(Material for the task Opens)

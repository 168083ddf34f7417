//! Mimir coordinator core types: relation snapshots, worker units, rendered views and pass results.

#![forbid(unsafe_code)]

pub mod diag;
pub mod role;

use std::collections::{BTreeMap, BTreeSet};
use std::fmt;
use std::sync::Arc;

use serde::{Deserialize, Serialize};
use smallvec::SmallVec;

pub use diag::{Diagnostic, Severity};
pub use role::{WorkerRole, MINIMAL_DEPLOYMENT};

pub type UnitId = String;
pub type Payload = BTreeMap<String, String>;

/// External dependency the coordinator consumes through a relation.
#[derive(Debug, Clone, Copy, Serialize, Deserialize, PartialEq, Eq, PartialOrd, Ord, Hash)]
pub enum DependencyKind {
    #[serde(rename = "s3", alias = "object-storage")]
    ObjectStorage,
    #[serde(rename = "certificates")]
    Certificates,
    #[serde(rename = "ingress")]
    Ingress,
    #[serde(rename = "workload-tracing", alias = "tracing")]
    Tracing,
    #[serde(rename = "logging", alias = "logging-consumer")]
    Logging,
}

impl DependencyKind {
    pub const ALL: [DependencyKind; 5] = [
        DependencyKind::ObjectStorage,
        DependencyKind::Certificates,
        DependencyKind::Ingress,
        DependencyKind::Tracing,
        DependencyKind::Logging,
    ];

    pub fn relation_name(self) -> &'static str {
        match self {
            DependencyKind::ObjectStorage => "s3",
            DependencyKind::Certificates => "certificates",
            DependencyKind::Ingress => "ingress",
            DependencyKind::Tracing => "workload-tracing",
            DependencyKind::Logging => "logging",
        }
    }

    pub fn from_relation_name(name: &str) -> Option<Self> {
        match name {
            "s3" | "object-storage" => Some(DependencyKind::ObjectStorage),
            "certificates" => Some(DependencyKind::Certificates),
            "ingress" => Some(DependencyKind::Ingress),
            "workload-tracing" | "tracing" => Some(DependencyKind::Tracing),
            "logging" | "logging-consumer" => Some(DependencyKind::Logging),
            _ => None,
        }
    }

    /// Object storage is mandatory; everything else is optional.
    pub fn is_required(self) -> bool { matches!(self, DependencyKind::ObjectStorage) }
}

impl fmt::Display for DependencyKind {
    fn fmt(&self, f: &mut fmt::Formatter<'_>) -> fmt::Result { f.write_str(self.relation_name()) }
}

/// One active relation as handed in by the boundary layer.
#[derive(Debug, Clone, Serialize, Deserialize, PartialEq, Eq)]
pub struct RelationSnapshot {
    pub kind: DependencyKind,
    pub id: String,
    #[serde(default)]
    pub data: Payload,
}

#[derive(Debug, Clone, Serialize, Deserialize, PartialEq, Eq)]
pub struct Dependency {
    pub kind: DependencyKind,
    /// A relation of this kind exists, valid or not.
    pub present: bool,
    pub satisfied: bool,
    /// Canonicalized payload when satisfied; empty otherwise.
    pub payload: Payload,
    #[serde(default, skip_serializing_if = "Option::is_none")]
    pub problem: Option<String>,
}

impl Dependency {
    pub fn absent(kind: DependencyKind) -> Self {
        Self { kind, present: false, satisfied: false, payload: Payload::new(), problem: Some("relation absent".into()) }
    }

    pub fn invalid(kind: DependencyKind, problem: impl Into<String>) -> Self {
        Self { kind, present: true, satisfied: false, payload: Payload::new(), problem: Some(problem.into()) }
    }

    pub fn ready(kind: DependencyKind, payload: Payload) -> Self {
        Self { kind, present: true, satisfied: true, payload, problem: None }
    }

    pub fn is_absent(&self) -> bool { !self.present }

    /// Present but rejected by validation.
    pub fn is_invalid(&self) -> bool { self.present && !self.satisfied }
}

/// Dependency readiness for every kind, as evaluated at the start of a pass.
#[derive(Debug, Clone, Serialize, Deserialize, PartialEq, Eq, Default)]
pub struct Capabilities(pub BTreeMap<DependencyKind, Dependency>);

impl Capabilities {
    pub fn get(&self, kind: DependencyKind) -> Option<&Dependency> { self.0.get(&kind) }

    /// Payload of a satisfied dependency.
    pub fn ready(&self, kind: DependencyKind) -> Option<&Payload> {
        self.0.get(&kind).filter(|d| d.satisfied).map(|d| &d.payload)
    }

    pub fn iter(&self) -> impl Iterator<Item = &Dependency> { self.0.values() }
}

/// A connected worker peer as published on the cluster relation.
#[derive(Debug, Clone, Serialize, Deserialize, PartialEq, Eq)]
pub struct WorkerUnit {
    pub unit_id: UnitId,
    /// Raw role names (atomic or meta) as claimed by the unit.
    #[serde(default)]
    pub claimed_roles: SmallVec<[String; 4]>,
    #[serde(default)]
    pub address: String,
}

/// Everything one pass reads; internally consistent by contract of the boundary.
#[derive(Debug, Clone, Serialize, Deserialize, PartialEq, Eq, Default)]
pub struct InputSnapshot {
    #[serde(default)]
    pub epoch: u64,
    #[serde(default)]
    pub relations: Vec<RelationSnapshot>,
    #[serde(default)]
    pub workers: Vec<WorkerUnit>,
    #[serde(default)]
    pub options: Payload,
}

#[derive(Debug, Clone, Serialize, Deserialize, PartialEq, Eq, Default)]
pub struct AssignedUnit {
    pub address: String,
    pub roles: BTreeSet<WorkerRole>,
}

/// Validated role-to-unit mapping; conflicting roles are absent.
#[derive(Debug, Clone, Serialize, Deserialize, PartialEq, Eq, Default)]
pub struct Assignment {
    pub by_role: BTreeMap<WorkerRole, UnitId>,
    pub units: BTreeMap<UnitId, AssignedUnit>,
}

impl Assignment {
    pub fn address_of(&self, role: WorkerRole) -> Option<&str> {
        let unit = self.by_role.get(&role)?;
        self.units.get(unit).map(|u| u.address.as_str())
    }

    pub fn has(&self, role: WorkerRole) -> bool { self.by_role.contains_key(&role) }
}

pub type Conflicts = BTreeMap<WorkerRole, BTreeSet<UnitId>>;

#[derive(Debug, Clone, Serialize, Deserialize, PartialEq, Eq)]
#[serde(tag = "state", rename_all = "snake_case")]
pub enum Coherence {
    Complete,
    Incomplete { missing: Vec<WorkerRole> },
}

/// Canonical configuration for one pass. Replaced wholesale, never edited.
#[derive(Debug, Clone, Serialize, Deserialize, PartialEq)]
pub struct ClusterConfig {
    /// Mimir config tree; objects keep sorted keys.
    pub document: serde_json::Value,
    /// Canonical YAML rendering of `document`.
    pub yaml: String,
    /// Reverse-proxy configuration text.
    pub proxy: String,
    pub hash: u64,
    pub version: String,
}

#[derive(Debug, Clone, Serialize, Deserialize, PartialEq, Eq)]
pub struct TlsMaterial {
    pub certificate: String,
    pub private_key: String,
    pub ca: String,
}

/// Serialized per-worker view handed to the push transport.
#[derive(Debug, Clone, Serialize, Deserialize, PartialEq, Eq)]
pub struct RenderedView {
    pub unit_id: UnitId,
    pub address: String,
    pub roles: Vec<WorkerRole>,
    pub config_yaml: String,
    /// Canonical JSON of the whole view (what the hash covers).
    pub body: String,
    #[serde(default, skip_serializing_if = "Option::is_none")]
    pub tls: Option<TlsMaterial>,
    pub hash: u64,
}

#[derive(Debug, Clone, Serialize, Deserialize, PartialEq, Eq)]
#[serde(tag = "name", content = "reason", rename_all = "lowercase")]
pub enum Status {
    Healthy,
    Degraded(String),
    Blocked(String),
}

impl Status {
    pub fn name(&self) -> &'static str {
        match self {
            Status::Healthy => "healthy",
            Status::Degraded(_) => "degraded",
            Status::Blocked(_) => "blocked",
        }
    }

    pub fn reason(&self) -> Option<&str> {
        match self {
            Status::Healthy => None,
            Status::Degraded(r) | Status::Blocked(r) => Some(r),
        }
    }
}

/// Driver state machine; `Blocked` only lasts until the next pass.
#[derive(Debug, Clone, Copy, Serialize, Deserialize, PartialEq, Eq, Default)]
#[serde(rename_all = "lowercase")]
pub enum Phase {
    #[default]
    Idle,
    Evaluating,
    Rendering,
    Distributing,
    Blocked,
}

#[derive(Debug, Clone, Serialize, Deserialize, PartialEq, Eq)]
pub struct PushFailed {
    pub unit: UnitId,
    pub reason: String,
}

/// Header Grafana sends to pick the tenant.
pub const TENANT_HEADER: &str = "X-Scope-OrgID";
pub const DEFAULT_TENANT: &str = "anonymous";

/// Addresses the coordinator offers to clients: remote-write senders and Grafana.
#[derive(Debug, Clone, Serialize, Deserialize, PartialEq, Eq, Default)]
pub struct Endpoints {
    /// Ingress URL when ingress is ready, otherwise the proxy's internal URL.
    pub external_url: String,
    pub remote_write_url: String,
    pub datasource_url: String,
}

impl Endpoints {
    pub fn from_external(external_url: &str) -> Self {
        let base = external_url.trim_end_matches('/');
        Self {
            external_url: base.to_string(),
            remote_write_url: format!("{}/api/v1/push", base),
            datasource_url: format!("{}/prometheus", base),
        }
    }

    /// Grafana Prometheus datasource pointing at the query path, with the tenant header set.
    pub fn datasource(&self) -> serde_json::Value {
        serde_json::json!({
            "type": "prometheus",
            "url": self.datasource_url,
            "jsonData": { "httpHeaderName1": TENANT_HEADER },
            "secureJsonData": { "httpHeaderValue1": DEFAULT_TENANT },
        })
    }
}

#[derive(Debug, Clone, Serialize, Deserialize)]
pub struct ReconciliationResult {
    pub pass_id: String,
    pub epoch: u64,
    pub status: Status,
    pub phase: Phase,
    /// Workers whose view was pushed this pass.
    pub pushed: Vec<UnitId>,
    /// Workers whose view was unchanged since their last successful push.
    pub skipped: Vec<UnitId>,
    pub failures: Vec<PushFailed>,
    pub assignment: Assignment,
    pub conflicts: Conflicts,
    pub coherence: Coherence,
    pub diagnostics: Vec<Diagnostic>,
    pub config_version: Option<String>,
    pub endpoints: Endpoints,
    #[serde(skip)]
    pub config: Option<Arc<ClusterConfig>>,
}

impl ReconciliationResult {
    /// Human-readable list of unresolved diagnostics.
    pub fn messages(&self) -> Vec<String> { self.diagnostics.iter().map(|d| d.to_string()).collect() }
}

// ---- boundary events ----

#[derive(Debug, Clone, Copy, Serialize, Deserialize, PartialEq, Eq)]
pub enum DeltaKind {
    Applied,
    Deleted,
    /// The source relisted everything under `key` (a prefix); the object is a `Listing`.
    Restarted,
}

#[derive(Debug, Clone, Serialize, Deserialize, PartialEq, Eq)]
pub enum RelationObject {
    Dependency(RelationSnapshot),
    Worker(WorkerUnit),
    Options(Payload),
    /// Every key the source currently holds under a prefix.
    Listing(BTreeSet<String>),
}

/// One change observed by the relation source, keyed by the backing object.
#[derive(Debug, Clone, Serialize, Deserialize)]
pub struct Delta {
    pub key: String,
    pub kind: DeltaKind,
    pub object: RelationObject,
}

// ---- boundary traits ----

#[derive(Debug, Clone, PartialEq, Eq, thiserror::Error)]
pub enum PushError {
    #[error("transport: {0}")]
    Transport(String),
    #[error("rejected: {0}")]
    Rejected(String),
}

/// Delivers a rendered view to one worker.
#[async_trait::async_trait]
pub trait Pusher: Send + Sync {
    async fn push(&self, view: &RenderedView) -> Result<(), PushError>;
}

/// Surfaces a pass outcome to the host's user-visible status.
#[async_trait::async_trait]
pub trait StatusReporter: Send + Sync {
    async fn report(&self, result: &ReconciliationResult) -> anyhow::Result<()>;
}

/// 64-bit FNV-1a over raw bytes; stable across runs and platforms.
pub fn content_hash(bytes: &[u8]) -> u64 {
    let mut h: u64 = 0xcbf29ce484222325;
    for b in bytes { h ^= *b as u64; h = h.wrapping_mul(0x100000001b3); }
    h
}

pub fn hash_hex(h: u64) -> String { format!("{:016x}", h) }

pub mod prelude {
    pub use super::{
        Assignment, Capabilities, ClusterConfig, Delta, DeltaKind, Dependency, DependencyKind, Diagnostic,
        Endpoints, InputSnapshot, Payload, Pusher, RelationObject, RelationSnapshot, RenderedView, ReconciliationResult,
        Severity, Status, StatusReporter, UnitId, WorkerRole, WorkerUnit,
    };
}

(Material for the task Closes)

§ **Instructions to follow**
Give the number of lines in the entries that hold the string "UnitId", and add nothing else.

§ **Result of this task**
10